Data START
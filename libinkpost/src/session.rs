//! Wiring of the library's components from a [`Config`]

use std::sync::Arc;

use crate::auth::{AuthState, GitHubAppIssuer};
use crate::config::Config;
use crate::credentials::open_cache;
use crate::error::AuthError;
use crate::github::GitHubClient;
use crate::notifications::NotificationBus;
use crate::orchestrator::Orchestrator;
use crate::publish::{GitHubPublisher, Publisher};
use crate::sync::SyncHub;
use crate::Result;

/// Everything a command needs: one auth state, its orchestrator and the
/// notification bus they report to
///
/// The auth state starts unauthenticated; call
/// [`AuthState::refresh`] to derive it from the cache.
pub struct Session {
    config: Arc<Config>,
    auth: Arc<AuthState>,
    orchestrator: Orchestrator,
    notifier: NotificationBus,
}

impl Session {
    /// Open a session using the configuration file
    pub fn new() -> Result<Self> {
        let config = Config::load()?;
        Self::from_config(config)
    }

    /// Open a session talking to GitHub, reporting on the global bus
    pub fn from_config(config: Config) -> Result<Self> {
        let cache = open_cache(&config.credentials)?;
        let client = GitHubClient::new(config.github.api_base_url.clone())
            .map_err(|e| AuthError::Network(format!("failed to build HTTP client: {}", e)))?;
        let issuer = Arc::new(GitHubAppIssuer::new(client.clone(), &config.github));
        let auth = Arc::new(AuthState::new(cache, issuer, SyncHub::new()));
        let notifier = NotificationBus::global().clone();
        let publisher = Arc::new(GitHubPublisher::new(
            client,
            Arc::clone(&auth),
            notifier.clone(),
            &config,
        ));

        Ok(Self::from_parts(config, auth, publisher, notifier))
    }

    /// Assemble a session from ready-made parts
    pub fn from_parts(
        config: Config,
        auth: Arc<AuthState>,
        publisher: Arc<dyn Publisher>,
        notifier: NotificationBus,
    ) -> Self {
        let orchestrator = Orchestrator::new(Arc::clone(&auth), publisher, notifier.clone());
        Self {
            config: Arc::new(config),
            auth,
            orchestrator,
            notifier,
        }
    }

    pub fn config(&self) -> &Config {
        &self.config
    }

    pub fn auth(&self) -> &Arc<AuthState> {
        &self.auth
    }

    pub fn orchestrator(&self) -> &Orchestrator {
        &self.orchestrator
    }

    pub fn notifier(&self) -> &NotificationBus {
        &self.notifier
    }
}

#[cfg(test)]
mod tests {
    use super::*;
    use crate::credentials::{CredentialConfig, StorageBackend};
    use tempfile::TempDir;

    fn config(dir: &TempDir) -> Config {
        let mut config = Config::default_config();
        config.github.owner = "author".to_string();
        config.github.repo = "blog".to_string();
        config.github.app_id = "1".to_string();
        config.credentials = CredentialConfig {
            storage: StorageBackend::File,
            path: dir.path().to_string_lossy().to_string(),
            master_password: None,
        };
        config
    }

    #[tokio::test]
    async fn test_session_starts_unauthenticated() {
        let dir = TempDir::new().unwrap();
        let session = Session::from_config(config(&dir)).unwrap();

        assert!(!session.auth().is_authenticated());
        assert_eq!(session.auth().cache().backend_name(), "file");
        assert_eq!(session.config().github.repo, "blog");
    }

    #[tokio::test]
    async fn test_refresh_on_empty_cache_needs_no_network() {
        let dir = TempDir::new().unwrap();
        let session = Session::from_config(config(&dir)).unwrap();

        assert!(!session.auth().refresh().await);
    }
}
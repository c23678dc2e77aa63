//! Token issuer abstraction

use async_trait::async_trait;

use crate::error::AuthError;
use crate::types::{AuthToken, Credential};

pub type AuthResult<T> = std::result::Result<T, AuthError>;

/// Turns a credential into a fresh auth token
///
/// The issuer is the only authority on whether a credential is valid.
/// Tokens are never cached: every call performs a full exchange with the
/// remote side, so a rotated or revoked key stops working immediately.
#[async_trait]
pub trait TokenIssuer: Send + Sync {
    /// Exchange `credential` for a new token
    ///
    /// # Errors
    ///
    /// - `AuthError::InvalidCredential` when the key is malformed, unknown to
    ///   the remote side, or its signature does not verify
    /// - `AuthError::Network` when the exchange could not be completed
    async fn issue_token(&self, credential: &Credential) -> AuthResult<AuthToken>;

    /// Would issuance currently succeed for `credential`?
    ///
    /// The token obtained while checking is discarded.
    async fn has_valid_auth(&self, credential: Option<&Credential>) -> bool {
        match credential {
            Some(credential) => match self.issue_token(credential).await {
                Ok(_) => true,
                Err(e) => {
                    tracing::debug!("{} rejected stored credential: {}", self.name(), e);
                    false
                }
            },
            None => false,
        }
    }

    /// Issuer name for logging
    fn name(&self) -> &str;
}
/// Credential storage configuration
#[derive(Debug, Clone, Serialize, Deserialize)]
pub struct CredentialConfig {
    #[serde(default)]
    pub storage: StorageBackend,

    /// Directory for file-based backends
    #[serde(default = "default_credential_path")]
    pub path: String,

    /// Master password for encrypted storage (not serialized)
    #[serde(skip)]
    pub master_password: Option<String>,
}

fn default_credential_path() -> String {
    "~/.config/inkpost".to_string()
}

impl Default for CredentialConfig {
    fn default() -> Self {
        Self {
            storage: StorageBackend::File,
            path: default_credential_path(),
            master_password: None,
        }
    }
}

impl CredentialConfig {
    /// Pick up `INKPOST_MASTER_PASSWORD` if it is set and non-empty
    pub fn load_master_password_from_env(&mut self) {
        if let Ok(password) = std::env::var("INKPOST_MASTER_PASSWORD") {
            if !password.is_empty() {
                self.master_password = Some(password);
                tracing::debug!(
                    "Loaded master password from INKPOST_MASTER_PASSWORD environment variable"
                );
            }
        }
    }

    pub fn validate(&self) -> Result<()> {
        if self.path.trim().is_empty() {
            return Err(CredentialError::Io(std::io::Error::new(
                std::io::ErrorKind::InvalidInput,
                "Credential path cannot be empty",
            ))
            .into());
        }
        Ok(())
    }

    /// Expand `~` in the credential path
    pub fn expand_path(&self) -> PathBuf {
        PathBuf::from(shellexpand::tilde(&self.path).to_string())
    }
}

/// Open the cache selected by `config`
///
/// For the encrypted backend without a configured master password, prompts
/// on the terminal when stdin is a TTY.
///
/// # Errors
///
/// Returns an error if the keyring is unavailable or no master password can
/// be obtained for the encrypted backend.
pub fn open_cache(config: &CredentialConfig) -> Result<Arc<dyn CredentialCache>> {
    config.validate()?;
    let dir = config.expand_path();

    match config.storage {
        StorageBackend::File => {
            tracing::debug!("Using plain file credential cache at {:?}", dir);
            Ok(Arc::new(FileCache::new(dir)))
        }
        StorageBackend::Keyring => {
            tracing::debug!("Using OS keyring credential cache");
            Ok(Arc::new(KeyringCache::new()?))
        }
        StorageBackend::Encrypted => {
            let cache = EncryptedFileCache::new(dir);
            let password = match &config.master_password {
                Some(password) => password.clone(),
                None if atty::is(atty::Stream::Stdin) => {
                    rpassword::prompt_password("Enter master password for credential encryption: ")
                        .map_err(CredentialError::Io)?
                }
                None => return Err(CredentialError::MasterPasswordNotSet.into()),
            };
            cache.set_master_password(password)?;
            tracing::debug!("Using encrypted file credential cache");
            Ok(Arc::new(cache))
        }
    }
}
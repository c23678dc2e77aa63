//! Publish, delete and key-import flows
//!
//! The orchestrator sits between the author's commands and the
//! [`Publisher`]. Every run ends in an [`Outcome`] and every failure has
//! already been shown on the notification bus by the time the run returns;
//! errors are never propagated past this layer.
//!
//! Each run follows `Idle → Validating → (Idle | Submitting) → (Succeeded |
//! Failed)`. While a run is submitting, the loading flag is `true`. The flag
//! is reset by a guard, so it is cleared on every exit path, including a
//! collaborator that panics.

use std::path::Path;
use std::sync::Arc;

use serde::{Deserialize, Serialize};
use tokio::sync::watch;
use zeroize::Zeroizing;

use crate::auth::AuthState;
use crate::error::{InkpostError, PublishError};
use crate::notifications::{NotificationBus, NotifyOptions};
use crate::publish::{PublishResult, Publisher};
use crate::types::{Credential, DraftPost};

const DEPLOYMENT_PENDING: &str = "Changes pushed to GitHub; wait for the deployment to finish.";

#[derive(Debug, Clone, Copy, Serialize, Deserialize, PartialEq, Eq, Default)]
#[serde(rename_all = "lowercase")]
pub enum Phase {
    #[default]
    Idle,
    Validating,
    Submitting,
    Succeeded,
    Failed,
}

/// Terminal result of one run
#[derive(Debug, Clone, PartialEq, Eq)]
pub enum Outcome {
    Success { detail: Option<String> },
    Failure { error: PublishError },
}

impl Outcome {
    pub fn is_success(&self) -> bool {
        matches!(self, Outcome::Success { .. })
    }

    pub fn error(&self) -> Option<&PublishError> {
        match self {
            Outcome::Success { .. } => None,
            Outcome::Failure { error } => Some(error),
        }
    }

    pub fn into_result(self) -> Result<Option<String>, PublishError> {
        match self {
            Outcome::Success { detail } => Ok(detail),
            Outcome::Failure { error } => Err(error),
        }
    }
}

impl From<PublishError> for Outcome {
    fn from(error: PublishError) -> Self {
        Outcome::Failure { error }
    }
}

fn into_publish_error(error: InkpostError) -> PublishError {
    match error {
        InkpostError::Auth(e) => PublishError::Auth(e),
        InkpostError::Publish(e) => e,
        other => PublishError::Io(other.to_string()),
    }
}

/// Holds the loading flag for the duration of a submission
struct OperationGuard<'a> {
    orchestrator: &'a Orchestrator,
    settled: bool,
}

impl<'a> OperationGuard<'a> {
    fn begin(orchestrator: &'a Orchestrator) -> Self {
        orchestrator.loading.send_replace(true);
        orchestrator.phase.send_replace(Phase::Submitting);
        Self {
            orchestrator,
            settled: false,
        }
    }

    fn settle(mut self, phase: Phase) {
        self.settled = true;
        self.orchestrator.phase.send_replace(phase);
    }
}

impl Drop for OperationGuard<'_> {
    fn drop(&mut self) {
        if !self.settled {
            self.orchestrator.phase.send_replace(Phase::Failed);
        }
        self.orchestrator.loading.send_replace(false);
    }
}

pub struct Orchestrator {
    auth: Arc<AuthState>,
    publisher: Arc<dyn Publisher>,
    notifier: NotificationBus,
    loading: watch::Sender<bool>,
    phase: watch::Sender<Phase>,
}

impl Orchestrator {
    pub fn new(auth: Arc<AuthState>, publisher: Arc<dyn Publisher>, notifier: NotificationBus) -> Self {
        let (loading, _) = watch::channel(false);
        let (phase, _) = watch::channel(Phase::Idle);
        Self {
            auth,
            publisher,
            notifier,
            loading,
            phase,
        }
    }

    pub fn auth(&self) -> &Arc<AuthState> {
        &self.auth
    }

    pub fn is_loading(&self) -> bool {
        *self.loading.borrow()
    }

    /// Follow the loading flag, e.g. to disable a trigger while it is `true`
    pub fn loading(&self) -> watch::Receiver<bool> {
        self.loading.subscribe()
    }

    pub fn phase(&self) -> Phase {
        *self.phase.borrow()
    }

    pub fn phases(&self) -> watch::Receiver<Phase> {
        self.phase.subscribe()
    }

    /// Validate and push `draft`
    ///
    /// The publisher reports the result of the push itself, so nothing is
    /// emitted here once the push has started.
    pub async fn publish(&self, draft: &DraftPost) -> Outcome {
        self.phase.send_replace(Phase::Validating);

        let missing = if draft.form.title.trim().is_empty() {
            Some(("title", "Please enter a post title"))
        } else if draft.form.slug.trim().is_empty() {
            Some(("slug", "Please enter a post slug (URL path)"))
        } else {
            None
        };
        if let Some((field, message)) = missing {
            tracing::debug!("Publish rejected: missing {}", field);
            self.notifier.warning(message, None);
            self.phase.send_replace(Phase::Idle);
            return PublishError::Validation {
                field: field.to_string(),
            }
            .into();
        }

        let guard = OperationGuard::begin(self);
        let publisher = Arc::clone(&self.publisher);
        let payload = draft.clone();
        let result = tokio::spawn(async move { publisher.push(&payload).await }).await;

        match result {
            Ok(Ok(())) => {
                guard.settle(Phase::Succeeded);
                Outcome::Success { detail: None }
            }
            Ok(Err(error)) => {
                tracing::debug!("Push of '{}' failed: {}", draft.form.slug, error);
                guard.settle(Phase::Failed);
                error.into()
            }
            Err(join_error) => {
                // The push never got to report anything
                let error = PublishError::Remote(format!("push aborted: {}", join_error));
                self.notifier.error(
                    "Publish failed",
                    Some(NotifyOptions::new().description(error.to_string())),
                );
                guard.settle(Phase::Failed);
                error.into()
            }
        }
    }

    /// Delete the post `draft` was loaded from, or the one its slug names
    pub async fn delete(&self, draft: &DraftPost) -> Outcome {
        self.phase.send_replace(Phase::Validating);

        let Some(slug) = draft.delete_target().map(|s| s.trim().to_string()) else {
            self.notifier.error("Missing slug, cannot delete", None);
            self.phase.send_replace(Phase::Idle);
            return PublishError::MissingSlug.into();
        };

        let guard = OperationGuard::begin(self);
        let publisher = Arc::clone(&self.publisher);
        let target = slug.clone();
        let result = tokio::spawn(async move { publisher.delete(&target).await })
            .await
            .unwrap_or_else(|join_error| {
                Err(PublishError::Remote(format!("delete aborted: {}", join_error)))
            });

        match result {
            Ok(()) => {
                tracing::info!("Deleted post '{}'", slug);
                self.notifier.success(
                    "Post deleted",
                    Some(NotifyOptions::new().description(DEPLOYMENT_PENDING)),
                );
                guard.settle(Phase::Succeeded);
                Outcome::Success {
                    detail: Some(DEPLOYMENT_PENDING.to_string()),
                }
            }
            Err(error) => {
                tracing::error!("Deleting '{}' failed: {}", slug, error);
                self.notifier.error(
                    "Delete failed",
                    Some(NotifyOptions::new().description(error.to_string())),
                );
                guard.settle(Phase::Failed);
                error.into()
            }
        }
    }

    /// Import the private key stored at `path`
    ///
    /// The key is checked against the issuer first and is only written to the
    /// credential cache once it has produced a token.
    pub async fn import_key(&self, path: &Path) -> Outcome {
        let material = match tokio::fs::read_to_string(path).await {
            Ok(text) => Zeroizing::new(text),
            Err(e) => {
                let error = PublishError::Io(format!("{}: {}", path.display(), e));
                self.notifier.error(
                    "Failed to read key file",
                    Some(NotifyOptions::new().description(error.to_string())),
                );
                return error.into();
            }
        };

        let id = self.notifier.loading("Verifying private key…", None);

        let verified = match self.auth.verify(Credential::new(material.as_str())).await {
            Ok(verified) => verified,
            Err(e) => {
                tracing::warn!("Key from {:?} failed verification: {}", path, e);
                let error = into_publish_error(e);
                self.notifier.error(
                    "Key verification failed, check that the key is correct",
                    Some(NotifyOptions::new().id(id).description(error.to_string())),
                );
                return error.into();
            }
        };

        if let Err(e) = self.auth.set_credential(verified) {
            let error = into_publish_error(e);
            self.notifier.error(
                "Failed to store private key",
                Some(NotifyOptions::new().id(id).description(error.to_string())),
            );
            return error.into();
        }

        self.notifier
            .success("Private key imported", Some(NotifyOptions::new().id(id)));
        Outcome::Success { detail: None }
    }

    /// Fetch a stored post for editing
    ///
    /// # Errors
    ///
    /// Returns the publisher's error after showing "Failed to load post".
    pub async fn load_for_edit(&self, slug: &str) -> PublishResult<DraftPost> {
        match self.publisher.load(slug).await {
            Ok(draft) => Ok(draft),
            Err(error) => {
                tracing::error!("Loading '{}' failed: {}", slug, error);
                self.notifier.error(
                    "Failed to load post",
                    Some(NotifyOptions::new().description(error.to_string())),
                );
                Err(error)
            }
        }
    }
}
Data END
■ Assignment:
Beginning with the line that holds "Returns the publisher's", copy the entries exactly to their last line, and leave out every earlier line.

■ Your solution:
    /// Returns the publisher's error after showing "Failed to load post".
    pub async fn load_for_edit(&self, slug: &str) -> PublishResult<DraftPost> {
        match self.publisher.load(slug).await {
            Ok(draft) => Ok(draft),
            Err(error) => {
                tracing::error!("Loading '{}' failed: {}", slug, error);
                self.notifier.error(
                    "Failed to load post",
                    Some(NotifyOptions::new().description(error.to_string())),
                );
                Err(error)
            }
        }
    }
}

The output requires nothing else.